Mayweather was in Oklahoma City that day, taking in a Thunder game and appearing at a post-game reception and dinner in his honor. A press release sent out a week in advance noted that tickets would be available for the latter event—$75 for a meet and greet, $500 for dinner—with an unspecified portion of the proceeds set to go to an AAU basketball affiliate. The night was not billed as a charity event; rather, there was a single line at the bottom of the press release noting the donations, plus a small section of the bottom-right corner of the promotional poster. And the governor’s office signed a citation officially recognizing Mayweather, who has been found guilty in domestic violence cases multiple times against multiple woman and does not seem to have any prior established connections to Oklahoma City or the state of Oklahoma. (A public records search shows that no one by the name of Floyd Mayweather has ever lived in the state of Oklahoma, and there is no apparent evidence of Mayweather spending much time there otherwise or having significant personal ties there.)
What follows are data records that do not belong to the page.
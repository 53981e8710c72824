use std::sync::Arc;

use async_trait::async_trait;
use chrono::NaiveDate;
use reqwest::header::{HeaderMap, HeaderValue, CONTENT_TYPE};
use reqwest::{Client, RequestBuilder, Response};
use serde::de::DeserializeOwned;
use shared::{
    format_wire_date, Expense, ExpenseId, InsertExpensePayload, Label, LabelId, TotalExpenseByMonth,
};
use tracing::debug;

use crate::config::{DashboardConfig, DEFAULT_BACKEND_URL};
use crate::error::GatewayError;

pub type GatewayResult<T> = Result<T, GatewayError>;

/// Every backend call the dashboard needs.
///
/// Implementations are stateless: one call issues exactly one request, with
/// no retries, caching or deduplication.
#[async_trait]
pub trait ExpenseGateway: Send + Sync {
    /// Expenses dated within `[start, end]`, in server order
    async fn list_expenses(&self, start: NaiveDate, end: NaiveDate) -> GatewayResult<Vec<Expense>>;

    /// Server-side per-month totals, optionally restricted to one label
    async fn list_monthly_totals(
        &self,
        label_id: Option<LabelId>,
    ) -> GatewayResult<Vec<TotalExpenseByMonth>>;

    /// Persist a new expense and return it with its server-assigned id
    async fn add_expense(&self, payload: &InsertExpensePayload) -> GatewayResult<Expense>;

    async fn delete_expense(&self, expense_id: ExpenseId) -> GatewayResult<()>;

    async fn list_labels(&self) -> GatewayResult<Vec<Label>>;

    /// Delete a label on the server. Removing its expenses locally is up to the caller.
    async fn delete_label(&self, label_id: LabelId) -> GatewayResult<()>;
}

/// Supplies the bearer token attached to every request
pub trait TokenProvider: Send + Sync {
    fn bearer_token(&self) -> String;
}

/// A token fixed at construction time
#[derive(Debug, Clone)]
pub struct StaticToken(pub String);

impl TokenProvider for StaticToken {
    fn bearer_token(&self) -> String {
        self.0.clone()
    }
}

/// API client for communicating with the expense backend
#[derive(Clone)]
pub struct ApiClient {
    base_url: String,
    client: Client,
    tokens: Arc<dyn TokenProvider>,
}

impl ApiClient {
    /// Create a new API client with the default base URL
    pub fn new(tokens: Arc<dyn TokenProvider>) -> Self {
        Self::with_base_url(DEFAULT_BACKEND_URL.to_string(), tokens)
    }

    /// Create a new API client with a custom base URL
    pub fn with_base_url(base_url: String, tokens: Arc<dyn TokenProvider>) -> Self {
        Self::with_client(base_url, Client::new(), tokens)
    }

    /// Create an API client around a preconfigured HTTP client (proxies, TLS roots...)
    pub fn with_client(base_url: String, client: Client, tokens: Arc<dyn TokenProvider>) -> Self {
        Self {
            base_url: base_url.trim_end_matches('/').to_string(),
            client,
            tokens,
        }
    }

    /// Create a client from loaded configuration, applying its request timeout
    pub fn from_config(
        config: &DashboardConfig,
        tokens: Arc<dyn TokenProvider>,
    ) -> GatewayResult<Self> {
        let client = Client::builder()
            .timeout(config.request_timeout)
            .build()?;
        Ok(Self::with_client(config.backend_url.clone(), client, tokens))
    }

    pub fn base_url(&self) -> &str {
        &self.base_url
    }

    fn url(&self, path: &str) -> String {
        format!("{}{}", self.base_url, path)
    }

    /// Attach the headers every backend call carries
    fn authorized(&self, request: RequestBuilder) -> RequestBuilder {
        let mut headers = HeaderMap::new();
        headers.insert(CONTENT_TYPE, HeaderValue::from_static("application/json"));
        // `headers` replaces rather than appends, so JSON bodies keep a single content type
        request
            .bearer_auth(self.tokens.bearer_token())
            .headers(headers)
    }

    async fn send(&self, request: RequestBuilder) -> GatewayResult<Response> {
        let response = self.authorized(request).send().await?;
        let status = response.status();
        if status.is_success() {
            return Ok(response);
        }

        let message = response
            .text()
            .await
            .unwrap_or_else(|_| "Unknown error".to_string());
        Err(GatewayError::Status {
            status: status.as_u16(),
            message,
        })
    }

    async fn send_json<T: DeserializeOwned>(&self, request: RequestBuilder) -> GatewayResult<T> {
        let response = self.send(request).await?;
        Ok(response.json::<T>().await?)
    }
}

#[async_trait]
impl ExpenseGateway for ApiClient {
    async fn list_expenses(&self, start: NaiveDate, end: NaiveDate) -> GatewayResult<Vec<Expense>> {
        debug!("Fetching expenses from {} to {}", start, end);
        let request = self.client.get(self.url("/expense/")).query(&[
            ("startIntervalDate", format_wire_date(start)),
            ("endIntervalDate", format_wire_date(end)),
        ]);
        self.send_json(request).await
    }

    async fn list_monthly_totals(
        &self,
        label_id: Option<LabelId>,
    ) -> GatewayResult<Vec<TotalExpenseByMonth>> {
        let request = match label_id {
            Some(label_id) => {
                debug!("Fetching monthly totals for label {}", label_id);
                self.client
                    .get(self.url("/expense/getTotalExpensesByMonthByLabelId"))
                    .query(&[("labelId", label_id)])
            }
            None => {
                debug!("Fetching monthly totals");
                self.client.get(self.url("/expense/getTotalExpensesByMonth"))
            }
        };
        self.send_json(request).await
    }

    async fn add_expense(&self, payload: &InsertExpensePayload) -> GatewayResult<Expense> {
        debug!("Adding expense of {:.2} for label {}", payload.amount, payload.label_id);
        let request = self.client.post(self.url("/expense/addExpense")).json(payload);
        self.send_json(request).await
    }

    async fn delete_expense(&self, expense_id: ExpenseId) -> GatewayResult<()> {
        debug!("Deleting expense {}", expense_id);
        let request = self
            .client
            .delete(self.url("/expense/deleteExpense/"))
            .query(&[("expenseId", expense_id)]);
        self.send(request).await?;
        Ok(())
    }

    async fn list_labels(&self) -> GatewayResult<Vec<Label>> {
        debug!("Fetching labels");
        let request = self.client.get(self.url("/label/"));
        self.send_json(request).await
    }

    async fn delete_label(&self, label_id: LabelId) -> GatewayResult<()> {
        debug!("Deleting label {}", label_id);
        let request = self
            .client
            .delete(self.url("/label/deleteLabel/"))
            .query(&[("labelId", label_id)]);
        self.send(request).await?;
        Ok(())
    }
}

#[cfg(test)]
mod tests {
    use super::*;

    #[test]
    fn test_base_url_trailing_slash_is_dropped() {
        let client = ApiClient::with_base_url(
            "http://localhost:8080/".to_string(),
            Arc::new(StaticToken("t".to_string())),
        );
        assert_eq!(client.base_url(), "http://localhost:8080");
        assert_eq!(client.url("/expense/"), "http://localhost:8080/expense/");
    }

    #[test]
    fn test_from_config_uses_configured_url() {
        let config = DashboardConfig {
            backend_url: "https://budget.example.com".to_string(),
            ..DashboardConfig::default()
        };
        let client =
            ApiClient::from_config(&config, Arc::new(StaticToken("t".to_string()))).unwrap();
        assert_eq!(client.base_url(), "https://budget.example.com");
    }

    #[test]
    fn test_new_targets_default_backend() {
        let client = ApiClient::new(Arc::new(StaticToken("t".to_string())));
        assert_eq!(client.base_url(), DEFAULT_BACKEND_URL);
        assert_eq!(client.url("/label/"), "http://localhost:3000/label/");
    }
}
Asked about the decision by The Oklahoman, Gov. Fallin tried to emphasize that Oklahoma’s recognition of Mayweather came in a “citation” from her office rather than a “proclamation.” The latter is an official declaration that must pass through the Secretary of State’s office, while a “citation” is the sort of thing her office can issue directly and typically does for events like a wrestling team’s state championship or a citizen’s 100th birthday. An endorsement by the state; just a smaller and less formal one.

That still naturally leads to the question of why Oklahoma would consider Mayweather as worthy of recognition as a winning high school squad or a local centenarian. Fallin claimed that Mayweather’s team submitted the request for the citation because of his charity work in the state—which was, again, a single dinner, not billed as a fundraiser, with an unspecified part of the proceeds going to an AAU organization that is based out of Maryland and has what appears to be a comparatively small Oklahoma presence—and her office signed the request because ... she doesn’t know.

We try to have several eyes look upon it to make sure we don’t have situations like this happen,” Fallin said of the operating procedure for reviewing citation requests. “In this case, it didn’t work quite the way I would hope it would.”